**WORK REQUIRED**
When you reach the line that contains "filename src/config.rs" in the data below, start reproducing lines exactly, and stop after the line that contains "use crate::ledger::RolloverPolicy;".

**SUPPLIED DATA**
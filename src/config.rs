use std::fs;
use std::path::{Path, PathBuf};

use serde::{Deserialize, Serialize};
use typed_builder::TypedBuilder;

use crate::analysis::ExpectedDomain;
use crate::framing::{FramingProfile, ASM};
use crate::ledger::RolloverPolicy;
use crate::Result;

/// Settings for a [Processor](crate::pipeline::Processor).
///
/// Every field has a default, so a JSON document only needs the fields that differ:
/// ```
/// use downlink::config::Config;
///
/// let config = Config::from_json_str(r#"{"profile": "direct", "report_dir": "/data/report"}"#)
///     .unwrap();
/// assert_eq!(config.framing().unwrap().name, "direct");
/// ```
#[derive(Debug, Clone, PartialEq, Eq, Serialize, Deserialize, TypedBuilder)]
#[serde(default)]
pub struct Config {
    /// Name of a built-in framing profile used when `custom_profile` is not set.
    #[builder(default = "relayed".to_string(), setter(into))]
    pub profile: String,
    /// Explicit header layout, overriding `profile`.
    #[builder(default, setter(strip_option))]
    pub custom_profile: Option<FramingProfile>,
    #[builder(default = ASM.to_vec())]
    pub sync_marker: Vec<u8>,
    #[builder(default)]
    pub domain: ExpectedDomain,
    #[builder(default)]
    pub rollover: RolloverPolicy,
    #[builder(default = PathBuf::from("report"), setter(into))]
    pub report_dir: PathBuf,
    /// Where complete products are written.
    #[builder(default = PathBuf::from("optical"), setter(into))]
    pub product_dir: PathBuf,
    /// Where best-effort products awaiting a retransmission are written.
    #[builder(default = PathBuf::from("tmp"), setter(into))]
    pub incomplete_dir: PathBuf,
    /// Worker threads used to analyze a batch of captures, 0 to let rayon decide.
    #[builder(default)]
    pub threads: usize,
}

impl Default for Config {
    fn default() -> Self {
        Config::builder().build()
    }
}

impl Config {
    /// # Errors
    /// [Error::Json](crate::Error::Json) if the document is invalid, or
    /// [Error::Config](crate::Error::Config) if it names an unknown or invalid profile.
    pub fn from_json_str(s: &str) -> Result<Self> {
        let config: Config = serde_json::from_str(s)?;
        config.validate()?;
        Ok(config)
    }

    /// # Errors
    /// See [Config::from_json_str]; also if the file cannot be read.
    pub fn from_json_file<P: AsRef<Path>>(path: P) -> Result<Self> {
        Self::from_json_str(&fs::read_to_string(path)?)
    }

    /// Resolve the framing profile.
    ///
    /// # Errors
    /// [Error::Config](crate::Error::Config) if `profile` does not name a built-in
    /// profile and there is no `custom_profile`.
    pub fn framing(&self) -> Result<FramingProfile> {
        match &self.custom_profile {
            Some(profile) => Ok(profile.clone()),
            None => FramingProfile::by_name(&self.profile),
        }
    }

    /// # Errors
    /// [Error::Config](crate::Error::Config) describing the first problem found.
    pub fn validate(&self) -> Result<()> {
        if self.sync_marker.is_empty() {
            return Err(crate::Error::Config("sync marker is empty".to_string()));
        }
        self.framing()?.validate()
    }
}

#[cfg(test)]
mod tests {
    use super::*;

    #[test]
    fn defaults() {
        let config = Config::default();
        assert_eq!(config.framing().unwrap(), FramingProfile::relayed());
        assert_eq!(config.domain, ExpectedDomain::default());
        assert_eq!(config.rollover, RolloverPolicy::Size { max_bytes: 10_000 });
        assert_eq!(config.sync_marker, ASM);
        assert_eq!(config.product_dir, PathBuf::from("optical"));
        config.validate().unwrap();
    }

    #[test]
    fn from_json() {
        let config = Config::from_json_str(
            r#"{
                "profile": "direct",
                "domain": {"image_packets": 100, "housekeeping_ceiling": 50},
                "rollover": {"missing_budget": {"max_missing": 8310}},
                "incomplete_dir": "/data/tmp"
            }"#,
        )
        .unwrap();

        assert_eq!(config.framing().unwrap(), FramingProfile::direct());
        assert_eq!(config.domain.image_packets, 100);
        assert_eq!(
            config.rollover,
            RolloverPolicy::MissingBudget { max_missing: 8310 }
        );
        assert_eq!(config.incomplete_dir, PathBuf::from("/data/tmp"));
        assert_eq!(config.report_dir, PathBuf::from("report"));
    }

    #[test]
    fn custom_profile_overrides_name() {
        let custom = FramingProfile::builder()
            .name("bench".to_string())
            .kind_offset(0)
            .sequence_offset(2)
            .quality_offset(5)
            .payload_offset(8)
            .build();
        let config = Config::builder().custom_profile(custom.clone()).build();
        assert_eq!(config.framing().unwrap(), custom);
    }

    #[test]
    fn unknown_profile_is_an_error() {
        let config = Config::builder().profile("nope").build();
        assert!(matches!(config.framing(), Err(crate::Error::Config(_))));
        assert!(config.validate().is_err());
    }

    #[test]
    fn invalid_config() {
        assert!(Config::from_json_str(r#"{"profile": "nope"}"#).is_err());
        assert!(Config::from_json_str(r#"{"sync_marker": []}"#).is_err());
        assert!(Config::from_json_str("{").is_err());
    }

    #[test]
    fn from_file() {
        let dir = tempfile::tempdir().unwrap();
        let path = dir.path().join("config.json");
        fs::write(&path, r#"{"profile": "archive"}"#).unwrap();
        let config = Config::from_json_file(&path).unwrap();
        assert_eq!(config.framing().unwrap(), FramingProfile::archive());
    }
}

* * *

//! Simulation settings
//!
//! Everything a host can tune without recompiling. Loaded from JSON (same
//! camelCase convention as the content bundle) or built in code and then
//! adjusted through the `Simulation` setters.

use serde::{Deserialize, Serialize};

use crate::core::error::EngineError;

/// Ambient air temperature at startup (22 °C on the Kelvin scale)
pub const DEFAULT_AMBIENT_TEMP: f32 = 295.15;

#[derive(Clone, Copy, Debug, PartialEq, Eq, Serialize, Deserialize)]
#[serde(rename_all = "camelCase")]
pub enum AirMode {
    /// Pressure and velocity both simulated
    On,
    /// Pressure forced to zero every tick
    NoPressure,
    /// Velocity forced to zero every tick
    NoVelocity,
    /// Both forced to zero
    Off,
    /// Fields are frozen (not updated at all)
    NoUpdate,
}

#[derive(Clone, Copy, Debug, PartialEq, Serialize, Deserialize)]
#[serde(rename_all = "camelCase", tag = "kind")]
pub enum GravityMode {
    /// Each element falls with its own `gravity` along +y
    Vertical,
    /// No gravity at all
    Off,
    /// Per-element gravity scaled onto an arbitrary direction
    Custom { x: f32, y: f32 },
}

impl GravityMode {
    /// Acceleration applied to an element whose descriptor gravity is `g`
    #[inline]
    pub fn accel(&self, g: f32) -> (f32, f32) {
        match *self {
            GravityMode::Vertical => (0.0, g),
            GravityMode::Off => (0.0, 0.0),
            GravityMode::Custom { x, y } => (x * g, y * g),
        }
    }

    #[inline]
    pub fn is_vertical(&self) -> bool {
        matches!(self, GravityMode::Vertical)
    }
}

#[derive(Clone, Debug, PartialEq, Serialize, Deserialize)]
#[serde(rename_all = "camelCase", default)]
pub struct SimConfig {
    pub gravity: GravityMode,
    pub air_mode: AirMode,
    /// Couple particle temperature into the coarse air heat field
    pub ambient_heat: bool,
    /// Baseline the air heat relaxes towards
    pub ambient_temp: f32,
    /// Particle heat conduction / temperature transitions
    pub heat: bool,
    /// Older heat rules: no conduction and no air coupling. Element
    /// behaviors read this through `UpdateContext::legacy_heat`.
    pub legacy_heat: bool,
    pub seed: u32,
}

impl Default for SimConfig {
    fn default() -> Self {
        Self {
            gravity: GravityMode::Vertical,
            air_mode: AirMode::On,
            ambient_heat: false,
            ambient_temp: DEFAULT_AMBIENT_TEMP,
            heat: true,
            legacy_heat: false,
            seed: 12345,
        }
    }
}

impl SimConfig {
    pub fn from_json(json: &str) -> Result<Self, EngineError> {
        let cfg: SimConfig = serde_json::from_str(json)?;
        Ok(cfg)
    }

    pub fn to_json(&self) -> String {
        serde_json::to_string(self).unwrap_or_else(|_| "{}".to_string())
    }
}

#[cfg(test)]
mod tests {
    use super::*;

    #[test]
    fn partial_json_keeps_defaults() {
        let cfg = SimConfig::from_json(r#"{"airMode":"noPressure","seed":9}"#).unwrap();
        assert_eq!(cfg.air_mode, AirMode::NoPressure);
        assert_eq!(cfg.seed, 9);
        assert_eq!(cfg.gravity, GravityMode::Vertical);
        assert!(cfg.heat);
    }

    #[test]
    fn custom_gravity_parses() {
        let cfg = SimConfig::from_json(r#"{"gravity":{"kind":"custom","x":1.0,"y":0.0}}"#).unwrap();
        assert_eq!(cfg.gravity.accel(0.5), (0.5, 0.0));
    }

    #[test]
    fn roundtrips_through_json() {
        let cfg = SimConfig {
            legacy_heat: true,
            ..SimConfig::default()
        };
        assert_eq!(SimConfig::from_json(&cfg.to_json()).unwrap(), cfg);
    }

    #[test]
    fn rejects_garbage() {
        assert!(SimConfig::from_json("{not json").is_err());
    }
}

* * *

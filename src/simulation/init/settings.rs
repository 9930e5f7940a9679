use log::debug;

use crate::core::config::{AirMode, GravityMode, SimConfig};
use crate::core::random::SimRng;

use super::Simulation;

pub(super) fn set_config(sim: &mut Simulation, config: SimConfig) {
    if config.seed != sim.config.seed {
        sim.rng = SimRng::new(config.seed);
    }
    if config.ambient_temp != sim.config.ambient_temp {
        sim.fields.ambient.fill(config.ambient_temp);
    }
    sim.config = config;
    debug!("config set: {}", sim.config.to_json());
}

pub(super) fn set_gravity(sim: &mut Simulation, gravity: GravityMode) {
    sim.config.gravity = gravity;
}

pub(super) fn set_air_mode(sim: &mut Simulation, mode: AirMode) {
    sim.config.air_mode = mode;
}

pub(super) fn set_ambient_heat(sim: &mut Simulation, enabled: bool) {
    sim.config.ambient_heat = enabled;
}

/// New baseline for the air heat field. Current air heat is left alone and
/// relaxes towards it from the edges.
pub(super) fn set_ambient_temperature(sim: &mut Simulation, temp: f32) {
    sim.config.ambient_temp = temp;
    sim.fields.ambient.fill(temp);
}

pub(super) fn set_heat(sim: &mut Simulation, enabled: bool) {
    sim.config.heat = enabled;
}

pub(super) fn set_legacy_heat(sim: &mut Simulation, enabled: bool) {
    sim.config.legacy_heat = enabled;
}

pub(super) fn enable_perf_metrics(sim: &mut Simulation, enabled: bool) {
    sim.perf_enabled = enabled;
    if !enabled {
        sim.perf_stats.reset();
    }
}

**OUTPUT OF THE EXERCISE**
filename src/config.rs
use std::fs;
use std::path::{Path, PathBuf};

use serde::{Deserialize, Serialize};
use typed_builder::TypedBuilder;

use crate::analysis::ExpectedDomain;
use crate::framing::{FramingProfile, ASM};
use crate::ledger::RolloverPolicy;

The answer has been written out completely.